Im Jahr 1964 verbringt der französische Ethnologe Jacques Lemoine mehrere Wochen in der Provinz Saiyabouri im Nordwesten von Laos. Er hat ein Tonbandgerät dabei und nimmt während seines Aufenthalts bei den Hmong immer wieder Musik auf. Die Hmong sind mehrere indigene Bevölkerungsgruppen, die in den Bergen von Südchina, Laos, Vietnam und Thailand leben. An einem Nachmittag schaltet der Ethnologe sein Mikrophon in genau dem Moment ein, als zwei Menschen eine Unterhaltung auf ihren Maultrommeln beginnen.
Dokumentiert ist dieses Gespräch im Online-Klangarchiv des Pariser CREM (Centre de Recherche en Ethnomusicologie): Duo de Guimbarde.
Die Maultrommeln auf Jacques Lemoine´s Aufnahme werden nicht gleichzeitig im Duo, sondern abwechselnd gespielt. Der erste Maultrommelspieler hört dem zweiten zunächst zu und antwortet ihm dann. Sie werfen sich gegenseitig Botschaften und Sätze zu, sie übersetzen Worte auf ihr Instrument. Um einen Text auf die Maultrommel zu übertragen, folgen sie den Worten, die sie auch singen können, in ihrem Kopf und folgen der Sprachmelodie wie automatisch mit der Maultrommel. Die Tonhöhen der Maultrommeln orientieren sich an den acht Sprachtönen der sogenannten Miao-Sprachen, die von den Hmong verwendet werden.
Auch mit der Mundorgel Khen verschlüsseln die Hmong Worte und ganze Sätze. Der Musikethnologe Patrick Kersalé schreibt im Begleittext zur CD „Music and Singing of the Hmong in Vietnam“, dass es sich dabei um eine komplizierte Verschlüsselung handelt, die nur von Eingeweihten verstanden werden kann. Die Khen-Spieler tanzen meist auch zu ihrer Musik. Diese Tänze haben z.B. bei Totenfeiern eine wichtige Bedeutung. Mit der Musik, die auf Beerdigungen auf der Khen gespielt wird, weisen sie dem Verstorbenen den Weg ins Jenseits und achten gleichzeitig darauf, dass er den Weg zurück in die Welt der Lebenden nicht mehr finden kann.
Die Hmong-Maultrommel ncas (jenes Instrument, das als Dan Moi bekannt ist) benutzen Jungen und Mädchen zum Flirten.

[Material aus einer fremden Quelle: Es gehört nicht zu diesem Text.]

//! Form-filling entry points.
//!
//! [`FormFiller`] owns one handle per pipeline stage and walks a document
//! strictly in order: pages one after another, cells one after another,
//! one model request per empty cell. Handles (font, OCR engine, HTTP
//! client) are created once in [`FormFiller::from_config`] and reused for
//! every cell of the run.

use crate::config::FillConfig;
use crate::error::FormFillError;
use crate::model::{Cell, CellRect, ContextDocument, FillOutput, FillStats, Page, PageReport};
use crate::pipeline::answer::{resolve_answer_client, AnswerClient, AnswerEngine};
use crate::pipeline::assemble::DocumentAssembler;
use crate::pipeline::classify::{EmptinessClassifier, InkDensityClassifier};
use crate::pipeline::context;
use crate::pipeline::detect::{CellDetector, ContourCellDetector};
use crate::pipeline::label::{LabelExtractor, OcrEngine};
use crate::pipeline::overlay::{GlyphRenderer, OverlayRenderer, TextRenderer};
use crate::pipeline::render::{self, PdfiumRasterizer, Rasterizer};
use std::path::Path;
use std::sync::Arc;
use std::time::{Duration, Instant};
use tracing::{debug, info, warn};

/// The swappable capabilities a run depends on.
///
/// [`FillComponents::production`] wires the real implementations; tests
/// and embedders can substitute any of them.
#[derive(Clone)]
pub struct FillComponents {
    pub rasterizer: Arc<dyn Rasterizer>,
    pub detector: Arc<dyn CellDetector>,
    pub classifier: Arc<dyn EmptinessClassifier>,
    pub ocr: Arc<dyn OcrEngine>,
    pub answer_client: Arc<dyn AnswerClient>,
    pub text_renderer: Arc<dyn TextRenderer>,
}

impl FillComponents {
    /// Build the production stack: pdfium, contour detection, ink density,
    /// tesseract, the configured answer transport, and a system font.
    ///
    /// Fails with [`FormFillError::FontLoad`] or [`FormFillError::OcrInit`]
    /// before any document is touched.
    pub fn production(config: &FillConfig) -> Result<Self, FormFillError> {
        let text_renderer = GlyphRenderer::discover(config.font_path.as_deref())?;
        info!("Overlay font: {}", text_renderer.source().display());

        Ok(Self {
            rasterizer: Arc::new(PdfiumRasterizer::new(config.password.clone())),
            detector: Arc::new(ContourCellDetector::new(config.detection)),
            classifier: Arc::new(InkDensityClassifier::new(config.emptiness)),
            ocr: production_ocr(config)?,
            answer_client: resolve_answer_client(config)?,
            text_renderer: Arc::new(text_renderer),
        })
    }
}

#[cfg(feature = "tesseract")]
fn production_ocr(config: &FillConfig) -> Result<Arc<dyn OcrEngine>, FormFillError> {
    use crate::pipeline::label::LeptessOcr;
    Ok(Arc::new(LeptessOcr::new(
        config.ocr_language.clone(),
        render_dpi(config),
    )?))
}

#[cfg(not(feature = "tesseract"))]
fn production_ocr(config: &FillConfig) -> Result<Arc<dyn OcrEngine>, FormFillError> {
    use crate::pipeline::label::TesseractCli;
    Ok(Arc::new(TesseractCli::new(
        config.tesseract_path.clone(),
        config.ocr_language.clone(),
        render_dpi(config),
    )))
}

fn render_dpi(config: &FillConfig) -> u32 {
    (config.render_scale * crate::config::PDF_NATIVE_DPI).round() as u32
}

/// Runs the fill pipeline over whole documents.
pub struct FormFiller {
    config: FillConfig,
    rasterizer: Arc<dyn Rasterizer>,
    detector: Arc<dyn CellDetector>,
    classifier: Arc<dyn EmptinessClassifier>,
    labels: LabelExtractor,
    answers: AnswerEngine,
    overlay: OverlayRenderer,
}

/// Outcome of one page, before stats are folded in.
struct PageOutcome {
    llm_time: Duration,
}

impl FormFiller {
    /// Wire the production components for `config`.
    pub fn from_config(config: &FillConfig) -> Result<Self, FormFillError> {
        let components = FillComponents::production(config)?;
        Ok(Self::new(config.clone(), components))
    }

    pub fn new(config: FillConfig, components: FillComponents) -> Self {
        Self {
            labels: LabelExtractor::new(components.ocr, config.label),
            answers: AnswerEngine::new(components.answer_client, config.prompt_template.clone()),
            overlay: OverlayRenderer::new(components.text_renderer, config.overlay),
            rasterizer: components.rasterizer,
            detector: components.detector,
            classifier: components.classifier,
            config,
        }
    }

    pub fn config(&self) -> &FillConfig {
        &self.config
    }

    /// Fill every empty cell of `input` and write the pages to `output_dir`.
    ///
    /// # Returns
    /// `Ok(FillOutput)` whenever the document was processed end to end, even
    /// if some cells could not be answered (see `stats.failed_cells`).
    ///
    /// # Errors
    /// Only fatal conditions abort the run:
    /// - the context document cannot be read (checked before rasterising)
    /// - the source PDF cannot be opened or rendered
    /// - the output directory or a page artifact cannot be written
    pub async fn fill(
        &self,
        input: &Path,
        output_dir: &Path,
        context_path: &Path,
    ) -> Result<FillOutput, FormFillError> {
        let total_start = Instant::now();
        info!("Filling {}", input.display());

        // ── Step 1: Context ──────────────────────────────────────────────
        let context = context::load_context(context_path).await?;

        // ── Step 2: Output directory ─────────────────────────────────────
        let assembler = DocumentAssembler::new(output_dir, self.config.output_format);
        assembler.prepare()?;
        debug!("Writing pages to {}", assembler.output_dir().display());

        // ── Step 3: Rasterise ────────────────────────────────────────────
        let render_start = Instant::now();
        let mut pages = render::rasterize_document(
            Arc::clone(&self.rasterizer),
            input,
            self.config.render_scale,
        )
        .await?;
        let render_duration_ms = render_start.elapsed().as_millis() as u64;
        let total_pages = pages.len();
        info!("Rendered {} pages in {}ms", total_pages, render_duration_ms);

        if let Some(ref cb) = self.config.progress_callback {
            cb.on_fill_start(total_pages);
        }

        // ── Step 4: Fill pages in order ──────────────────────────────────
        let mut llm_time = Duration::ZERO;
        let mut filled_cells = 0;
        for page in pages.iter_mut() {
            let outcome = self.fill_page(page, total_pages, &context).await;
            llm_time += outcome.llm_time;
            filled_cells += page.cells.iter().filter(|c| c.is_filled()).count();
        }

        // ── Step 5: Assemble ─────────────────────────────────────────────
        let reports: Vec<PageReport> = pages.iter().map(PageReport::from_page).collect();
        let stem = input
            .file_stem()
            .and_then(|s| s.to_str())
            .unwrap_or("form")
            .to_string();

        let page_writer = assembler.clone();
        let page_stem = stem.clone();
        let artifacts = tokio::task::spawn_blocking(move || page_writer.write_pages(&page_stem, &pages))
            .await
            .map_err(|e| FormFillError::Internal(format!("Write task panicked: {}", e)))??;

        let report_path = if self.config.write_report {
            Some(assembler.write_report(&stem, input, &reports)?)
        } else {
            None
        };

        // ── Step 6: Stats ────────────────────────────────────────────────
        let cells = || reports.iter().flat_map(|p| p.cells.iter());
        let stats = FillStats {
            total_pages,
            detected_cells: cells().count(),
            empty_cells: cells().filter(|c| c.empty).count(),
            filled_cells,
            failed_cells: cells().filter(|c| c.error.is_some()).count(),
            total_duration_ms: total_start.elapsed().as_millis() as u64,
            render_duration_ms,
            llm_duration_ms: llm_time.as_millis() as u64,
        };

        info!(
            "Fill complete: {} pages, {}/{} empty cells filled, {}ms total",
            total_pages, stats.filled_cells, stats.empty_cells, stats.total_duration_ms
        );

        if let Some(ref cb) = self.config.progress_callback {
            cb.on_fill_complete(total_pages, filled_cells);
        }

        Ok(FillOutput {
            pages: reports,
            artifacts,
            report_path,
            stats,
        })
    }

    /// Detect, classify, label, answer and draw every cell of one page.
    ///
    /// Never fails: every per-cell problem is recorded on the cell.
    async fn fill_page(
        &self,
        page: &mut Page,
        total_pages: usize,
        context: &ContextDocument,
    ) -> PageOutcome {
        let page_num = page.page_num();
        if let Some(ref cb) = self.config.progress_callback {
            cb.on_page_start(page_num, total_pages);
        }

        let (width, height) = (page.width(), page.height());
        let mut cells: Vec<Cell> = self
            .detector
            .detect(&page.bitmap)
            .into_iter()
            .filter_map(|r| within_page(r, width, height, page_num))
            .map(Cell::new)
            .collect();
        debug!("Page {}: {} candidate cells", page_num, cells.len());

        let mut llm_time = Duration::ZERO;
        for cell in cells.iter_mut() {
            cell.empty = self.classifier.is_empty(&page.bitmap, &cell.rect);
            if !cell.empty {
                continue;
            }

            let label = self.labels.extract_async(&page.bitmap, &cell.rect).await;
            if label.is_empty() {
                debug!("Page {}: no label found for {:?}", page_num, cell.rect);
            }

            let started = Instant::now();
            let result = self.answers.answer(&label, context).await;
            llm_time += started.elapsed();

            match result {
                Ok(answer) => cell.answer = Some(answer),
                Err(e) => {
                    warn!("Page {}: cell {:?} left blank: {}", page_num, cell.rect, e);
                    if let Some(ref cb) = self.config.progress_callback {
                        cb.on_cell_error(page_num, &e.to_string());
                    }
                    cell.error = Some(e);
                }
            }
            cell.label = Some(label);
        }

        // Drawn only after every label was read, so no answer can end up in
        // a neighbouring cell's OCR strip.
        let mut filled = 0;
        for cell in cells.iter_mut() {
            let Some(ref answer) = cell.answer else {
                continue;
            };
            cell.font_size = Some(self.overlay.draw(&mut page.bitmap, &cell.rect, answer));
            filled += 1;
            if let Some(ref cb) = self.config.progress_callback {
                cb.on_cell_filled(page_num, cell.label.as_deref().unwrap_or(""), answer);
            }
        }

        page.cells = cells;
        if let Some(ref cb) = self.config.progress_callback {
            cb.on_page_complete(page_num, total_pages, filled);
        }
        PageOutcome { llm_time }
    }
}

/// Keep a detected rectangle only if (part of) it lies on the page.
fn within_page(rect: CellRect, width: u32, height: u32, page_num: usize) -> Option<CellRect> {
    if rect.fits_within(width, height) {
        return Some(rect);
    }
    match rect.clamp_to(width, height) {
        Some(clamped) => {
            debug!("Page {}: clamped {:?} to {:?}", page_num, rect, clamped);
            Some(clamped)
        }
        None => {
            warn!("Page {}: dropped off-page cell {:?}", page_num, rect);
            None
        }
    }
}

/// Fill a PDF form with the production components.
///
/// This is the primary entry point for the library.
///
/// # Arguments
/// * `input` — path to the source PDF
/// * `output_dir` — directory for the annotated pages (created if absent)
/// * `context` — plain-text document the answers are drawn from
/// * `config` — run configuration
pub async fn fill_form(
    input: impl AsRef<Path>,
    output_dir: impl AsRef<Path>,
    context: impl AsRef<Path>,
    config: &FillConfig,
) -> Result<FillOutput, FormFillError> {
    FormFiller::from_config(config)?
        .fill(input.as_ref(), output_dir.as_ref(), context.as_ref())
        .await
}

/// Synchronous wrapper around [`fill_form`].
///
/// Creates a temporary tokio runtime internally.
pub fn fill_form_sync(
    input: impl AsRef<Path>,
    output_dir: impl AsRef<Path>,
    context: impl AsRef<Path>,
    config: &FillConfig,
) -> Result<FillOutput, FormFillError> {
    tokio::runtime::Runtime::new()
        .map_err(|e| FormFillError::Internal(format!("Failed to create tokio runtime: {}", e)))?
        .block_on(fill_form(input, output_dir, context, config))
}

#[cfg(test)]
mod tests {
    use super::*;

    #[test]
    fn inside_rect_is_kept() {
        let r = CellRect::new(10, 10, 50, 20);
        assert_eq!(within_page(r, 100, 100, 1), Some(r));
    }

    #[test]
    fn overhanging_rect_is_clamped() {
        let r = CellRect::new(80, 90, 50, 20);
        let kept = within_page(r, 100, 100, 1).unwrap();
        assert!(kept.fits_within(100, 100));
        assert_eq!(kept, CellRect::new(80, 90, 20, 10));
    }

    #[test]
    fn off_page_rect_is_dropped() {
        assert_eq!(within_page(CellRect::new(200, 0, 10, 10), 100, 100, 1), None);
        assert_eq!(within_page(CellRect::new(10, 10, 0, 10), 100, 100, 1), None);
    }

    #[test]
    fn dpi_follows_render_scale() {
        let config = FillConfig::builder().render_scale(2.0).build().unwrap();
        assert_eq!(render_dpi(&config), 144);
    }
}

Kersalé schreibt: „Der Junge schleicht sich nachts, wenn alle schlafen, zum Haus des Mädchens. Mit größter Diskretion setzt sich der Junge an die Hauswand, hinter der das Mädchen schläft. Die Wände der Hmong-Häuser sind aus Holz gefertigt, mit Lücken zwischen den Holzplanken, sodass man gut hören kann was draußen passiert. Die beiden beginnen ein Gespräch, dessen Worte zum Teil mit der Maultrommel simuliert werden.“
Dass die Idee Sprache auf die Maultrommel zu übertragen auch Inspiration für Maultrommelspieler_innen außerhalb der Hmong-Communities bieten kann, demonstriert dann und wann der französisch-vietnamesische Musikethnologe Tran Quang Hai. Im Dokumentar-Film „Mundton“ demonstriert er, wie die Worte „Hello, how are you. I´m very pleased to play the jew´s harp for you“ deutlich hörbar mit der Maultrommel wiedergegeben werden können. Auf diese Weise lässt sich obendrein die Stimme eines Roboters simulieren. Ausprobieren macht auf alle Fälle richtig Spaß.